▶ **Try it**: In the entries below, find the lines that contain the word "PartialEq" and copy them.

─── Records supplied ───

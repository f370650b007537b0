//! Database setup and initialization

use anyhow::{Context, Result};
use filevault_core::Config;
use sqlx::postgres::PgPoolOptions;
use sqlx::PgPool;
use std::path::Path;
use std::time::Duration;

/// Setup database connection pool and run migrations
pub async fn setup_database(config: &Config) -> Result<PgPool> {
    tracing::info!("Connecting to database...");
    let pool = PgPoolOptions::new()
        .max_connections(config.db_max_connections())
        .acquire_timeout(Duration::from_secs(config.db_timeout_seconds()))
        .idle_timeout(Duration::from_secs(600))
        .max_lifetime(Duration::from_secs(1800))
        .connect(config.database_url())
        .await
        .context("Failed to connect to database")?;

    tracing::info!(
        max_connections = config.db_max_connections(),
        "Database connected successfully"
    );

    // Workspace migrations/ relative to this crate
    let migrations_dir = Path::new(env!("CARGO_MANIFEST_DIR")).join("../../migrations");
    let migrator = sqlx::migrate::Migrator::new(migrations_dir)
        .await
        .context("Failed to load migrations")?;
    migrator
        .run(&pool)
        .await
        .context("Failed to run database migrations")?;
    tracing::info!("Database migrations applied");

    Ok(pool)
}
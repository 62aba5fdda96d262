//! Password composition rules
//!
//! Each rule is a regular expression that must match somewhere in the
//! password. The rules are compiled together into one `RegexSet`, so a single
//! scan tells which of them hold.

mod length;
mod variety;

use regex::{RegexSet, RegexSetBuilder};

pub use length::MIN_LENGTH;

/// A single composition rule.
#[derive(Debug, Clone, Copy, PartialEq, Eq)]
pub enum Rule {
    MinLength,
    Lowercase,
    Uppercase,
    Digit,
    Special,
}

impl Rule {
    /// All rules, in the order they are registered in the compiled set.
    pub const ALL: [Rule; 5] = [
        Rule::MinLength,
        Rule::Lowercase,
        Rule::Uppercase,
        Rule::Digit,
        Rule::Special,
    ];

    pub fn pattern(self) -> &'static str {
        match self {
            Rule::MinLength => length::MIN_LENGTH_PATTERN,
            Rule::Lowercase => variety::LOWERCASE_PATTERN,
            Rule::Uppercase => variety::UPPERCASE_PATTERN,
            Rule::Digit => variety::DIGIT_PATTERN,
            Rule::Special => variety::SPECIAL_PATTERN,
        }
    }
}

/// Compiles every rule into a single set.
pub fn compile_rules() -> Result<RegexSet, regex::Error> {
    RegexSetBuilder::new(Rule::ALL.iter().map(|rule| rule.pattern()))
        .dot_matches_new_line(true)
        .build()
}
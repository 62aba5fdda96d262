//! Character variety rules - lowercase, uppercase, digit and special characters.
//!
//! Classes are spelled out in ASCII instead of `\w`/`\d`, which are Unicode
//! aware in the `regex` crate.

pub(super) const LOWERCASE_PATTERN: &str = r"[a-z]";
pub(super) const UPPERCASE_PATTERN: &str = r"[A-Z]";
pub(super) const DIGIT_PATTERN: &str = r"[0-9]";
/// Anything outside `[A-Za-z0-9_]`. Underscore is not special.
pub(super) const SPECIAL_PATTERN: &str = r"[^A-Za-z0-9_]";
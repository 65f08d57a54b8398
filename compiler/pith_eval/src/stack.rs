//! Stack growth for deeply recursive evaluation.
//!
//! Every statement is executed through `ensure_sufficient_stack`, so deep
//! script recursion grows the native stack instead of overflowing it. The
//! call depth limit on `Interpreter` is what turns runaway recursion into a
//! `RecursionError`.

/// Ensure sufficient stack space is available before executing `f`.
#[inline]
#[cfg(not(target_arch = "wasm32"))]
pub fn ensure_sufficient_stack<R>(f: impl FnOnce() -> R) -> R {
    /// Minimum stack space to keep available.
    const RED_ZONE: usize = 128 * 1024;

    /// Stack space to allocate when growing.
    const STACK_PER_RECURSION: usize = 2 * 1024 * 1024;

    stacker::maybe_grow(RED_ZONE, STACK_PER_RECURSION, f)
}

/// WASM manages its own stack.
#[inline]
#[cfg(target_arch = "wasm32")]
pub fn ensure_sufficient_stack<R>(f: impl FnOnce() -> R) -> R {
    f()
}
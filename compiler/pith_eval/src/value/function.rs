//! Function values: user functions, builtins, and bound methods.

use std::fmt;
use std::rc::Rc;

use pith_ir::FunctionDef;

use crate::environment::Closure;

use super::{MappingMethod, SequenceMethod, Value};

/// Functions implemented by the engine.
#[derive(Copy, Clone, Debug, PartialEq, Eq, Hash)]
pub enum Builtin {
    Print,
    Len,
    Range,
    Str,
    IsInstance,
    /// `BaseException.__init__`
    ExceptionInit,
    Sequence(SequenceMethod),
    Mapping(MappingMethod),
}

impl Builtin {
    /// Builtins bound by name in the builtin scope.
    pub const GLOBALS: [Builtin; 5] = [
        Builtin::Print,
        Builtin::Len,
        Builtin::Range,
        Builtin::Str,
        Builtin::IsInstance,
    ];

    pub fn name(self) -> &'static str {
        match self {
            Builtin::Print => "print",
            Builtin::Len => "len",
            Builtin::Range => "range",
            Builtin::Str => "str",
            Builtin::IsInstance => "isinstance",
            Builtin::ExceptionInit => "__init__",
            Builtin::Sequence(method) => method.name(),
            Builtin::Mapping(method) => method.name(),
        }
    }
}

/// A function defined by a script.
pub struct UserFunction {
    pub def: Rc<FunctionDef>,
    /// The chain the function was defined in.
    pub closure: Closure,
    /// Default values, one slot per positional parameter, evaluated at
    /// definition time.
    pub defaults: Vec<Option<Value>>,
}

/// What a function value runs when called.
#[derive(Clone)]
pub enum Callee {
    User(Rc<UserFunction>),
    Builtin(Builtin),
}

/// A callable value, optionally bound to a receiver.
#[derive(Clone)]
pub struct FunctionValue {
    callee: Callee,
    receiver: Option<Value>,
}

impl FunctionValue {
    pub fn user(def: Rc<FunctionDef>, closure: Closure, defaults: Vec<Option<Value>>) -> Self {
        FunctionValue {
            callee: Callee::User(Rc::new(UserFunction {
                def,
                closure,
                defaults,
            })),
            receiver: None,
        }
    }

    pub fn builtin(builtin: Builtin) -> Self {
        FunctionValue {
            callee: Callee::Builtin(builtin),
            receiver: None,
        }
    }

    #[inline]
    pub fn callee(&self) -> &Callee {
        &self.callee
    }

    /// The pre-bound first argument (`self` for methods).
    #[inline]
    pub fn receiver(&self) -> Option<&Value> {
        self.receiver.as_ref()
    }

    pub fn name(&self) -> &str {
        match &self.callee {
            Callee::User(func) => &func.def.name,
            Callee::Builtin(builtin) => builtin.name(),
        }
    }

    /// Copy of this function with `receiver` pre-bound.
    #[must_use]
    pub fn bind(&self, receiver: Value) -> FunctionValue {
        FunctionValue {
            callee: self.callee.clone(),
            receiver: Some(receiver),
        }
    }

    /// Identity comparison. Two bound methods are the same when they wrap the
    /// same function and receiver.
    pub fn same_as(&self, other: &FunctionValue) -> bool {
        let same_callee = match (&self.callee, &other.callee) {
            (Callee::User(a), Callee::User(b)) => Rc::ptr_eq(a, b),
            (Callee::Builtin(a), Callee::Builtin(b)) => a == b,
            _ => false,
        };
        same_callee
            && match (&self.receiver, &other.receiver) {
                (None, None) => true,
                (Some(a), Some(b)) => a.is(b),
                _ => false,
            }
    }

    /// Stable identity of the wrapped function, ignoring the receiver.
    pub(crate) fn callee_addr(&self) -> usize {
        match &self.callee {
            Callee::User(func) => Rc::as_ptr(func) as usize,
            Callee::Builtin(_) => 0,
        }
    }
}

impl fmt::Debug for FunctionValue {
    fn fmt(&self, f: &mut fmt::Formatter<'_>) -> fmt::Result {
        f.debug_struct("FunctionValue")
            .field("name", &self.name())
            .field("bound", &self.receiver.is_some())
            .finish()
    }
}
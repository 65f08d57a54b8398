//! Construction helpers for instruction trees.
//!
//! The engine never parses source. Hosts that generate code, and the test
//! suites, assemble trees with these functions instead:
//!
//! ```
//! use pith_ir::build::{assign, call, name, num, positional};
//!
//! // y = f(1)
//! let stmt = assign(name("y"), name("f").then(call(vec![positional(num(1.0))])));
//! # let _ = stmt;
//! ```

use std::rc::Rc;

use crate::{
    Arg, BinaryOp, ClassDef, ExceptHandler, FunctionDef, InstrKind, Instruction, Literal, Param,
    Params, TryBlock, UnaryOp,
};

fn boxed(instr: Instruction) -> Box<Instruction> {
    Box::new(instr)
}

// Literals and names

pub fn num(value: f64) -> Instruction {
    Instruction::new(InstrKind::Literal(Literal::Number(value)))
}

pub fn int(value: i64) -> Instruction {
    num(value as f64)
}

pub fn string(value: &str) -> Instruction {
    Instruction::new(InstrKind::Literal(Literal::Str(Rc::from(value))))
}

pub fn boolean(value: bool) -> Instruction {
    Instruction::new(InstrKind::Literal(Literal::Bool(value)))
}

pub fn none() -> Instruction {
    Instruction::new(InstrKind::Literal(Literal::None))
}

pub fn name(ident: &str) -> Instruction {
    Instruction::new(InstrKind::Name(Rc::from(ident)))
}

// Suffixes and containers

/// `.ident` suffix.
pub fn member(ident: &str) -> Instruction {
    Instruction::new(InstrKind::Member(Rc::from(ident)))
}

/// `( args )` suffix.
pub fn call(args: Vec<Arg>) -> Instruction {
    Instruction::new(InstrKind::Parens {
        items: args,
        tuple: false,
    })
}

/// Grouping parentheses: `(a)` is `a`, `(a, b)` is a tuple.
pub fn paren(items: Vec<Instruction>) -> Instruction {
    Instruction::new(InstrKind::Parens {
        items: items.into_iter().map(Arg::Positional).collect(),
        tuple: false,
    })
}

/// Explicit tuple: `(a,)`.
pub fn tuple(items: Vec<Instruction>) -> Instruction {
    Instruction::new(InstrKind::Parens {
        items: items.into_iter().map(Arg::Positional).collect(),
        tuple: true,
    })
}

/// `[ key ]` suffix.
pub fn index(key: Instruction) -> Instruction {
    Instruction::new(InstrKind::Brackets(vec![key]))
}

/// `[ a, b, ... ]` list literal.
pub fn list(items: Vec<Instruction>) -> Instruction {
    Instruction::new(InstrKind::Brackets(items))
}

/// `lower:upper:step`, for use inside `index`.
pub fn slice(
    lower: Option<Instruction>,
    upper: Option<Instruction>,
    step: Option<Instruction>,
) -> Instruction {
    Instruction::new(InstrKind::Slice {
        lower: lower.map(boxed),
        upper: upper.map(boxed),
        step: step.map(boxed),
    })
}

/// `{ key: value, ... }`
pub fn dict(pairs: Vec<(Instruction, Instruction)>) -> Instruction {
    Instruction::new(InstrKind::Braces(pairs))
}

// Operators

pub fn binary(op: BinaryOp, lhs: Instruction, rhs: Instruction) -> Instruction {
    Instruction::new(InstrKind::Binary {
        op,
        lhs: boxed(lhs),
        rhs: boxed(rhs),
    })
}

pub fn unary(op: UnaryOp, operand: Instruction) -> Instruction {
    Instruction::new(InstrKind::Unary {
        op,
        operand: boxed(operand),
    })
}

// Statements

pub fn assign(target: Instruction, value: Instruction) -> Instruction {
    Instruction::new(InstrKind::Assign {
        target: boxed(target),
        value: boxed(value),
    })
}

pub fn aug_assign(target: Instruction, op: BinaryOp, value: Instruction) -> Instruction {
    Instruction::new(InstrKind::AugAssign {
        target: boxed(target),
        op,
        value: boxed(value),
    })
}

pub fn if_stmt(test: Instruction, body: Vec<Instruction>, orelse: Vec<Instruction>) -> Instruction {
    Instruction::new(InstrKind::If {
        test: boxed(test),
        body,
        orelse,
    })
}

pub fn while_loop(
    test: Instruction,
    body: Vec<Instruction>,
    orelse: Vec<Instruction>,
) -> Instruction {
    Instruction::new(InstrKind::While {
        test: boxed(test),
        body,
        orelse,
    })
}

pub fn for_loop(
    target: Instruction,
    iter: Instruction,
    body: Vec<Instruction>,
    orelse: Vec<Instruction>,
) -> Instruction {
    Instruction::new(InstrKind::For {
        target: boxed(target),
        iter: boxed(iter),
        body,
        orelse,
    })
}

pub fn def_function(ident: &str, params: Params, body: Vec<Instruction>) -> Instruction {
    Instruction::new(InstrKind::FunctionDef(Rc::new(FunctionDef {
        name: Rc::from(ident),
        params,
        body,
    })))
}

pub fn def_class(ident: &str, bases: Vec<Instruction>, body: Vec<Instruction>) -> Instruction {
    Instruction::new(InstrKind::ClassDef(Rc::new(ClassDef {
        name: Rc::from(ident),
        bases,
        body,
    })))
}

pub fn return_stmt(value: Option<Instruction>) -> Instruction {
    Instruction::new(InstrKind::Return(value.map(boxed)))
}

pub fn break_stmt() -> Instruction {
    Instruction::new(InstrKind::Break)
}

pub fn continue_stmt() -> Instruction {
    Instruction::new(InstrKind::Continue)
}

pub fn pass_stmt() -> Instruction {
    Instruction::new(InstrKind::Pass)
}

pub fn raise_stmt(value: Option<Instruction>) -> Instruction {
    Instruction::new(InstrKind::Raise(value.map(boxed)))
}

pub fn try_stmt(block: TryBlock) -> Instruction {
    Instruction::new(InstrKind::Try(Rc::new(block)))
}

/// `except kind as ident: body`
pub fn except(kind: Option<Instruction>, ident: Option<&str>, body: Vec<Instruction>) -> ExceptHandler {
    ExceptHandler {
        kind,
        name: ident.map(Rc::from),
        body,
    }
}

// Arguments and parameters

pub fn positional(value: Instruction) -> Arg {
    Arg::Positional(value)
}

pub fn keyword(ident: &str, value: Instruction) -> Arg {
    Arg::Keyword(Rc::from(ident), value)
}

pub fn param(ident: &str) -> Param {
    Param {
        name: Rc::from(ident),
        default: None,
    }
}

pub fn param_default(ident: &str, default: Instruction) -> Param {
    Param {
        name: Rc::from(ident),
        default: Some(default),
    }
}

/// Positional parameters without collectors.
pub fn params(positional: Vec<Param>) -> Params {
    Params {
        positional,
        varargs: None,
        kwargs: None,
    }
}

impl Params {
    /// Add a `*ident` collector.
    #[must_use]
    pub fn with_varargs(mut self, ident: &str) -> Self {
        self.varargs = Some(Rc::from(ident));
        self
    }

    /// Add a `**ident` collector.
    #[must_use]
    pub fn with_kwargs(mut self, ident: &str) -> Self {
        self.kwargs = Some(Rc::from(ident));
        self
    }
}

───

▶ **Written answer**:
#[derive(Debug, Clone, Copy, PartialEq, Eq)]
#[derive(Copy, Clone, Debug, PartialEq, Eq, Hash)]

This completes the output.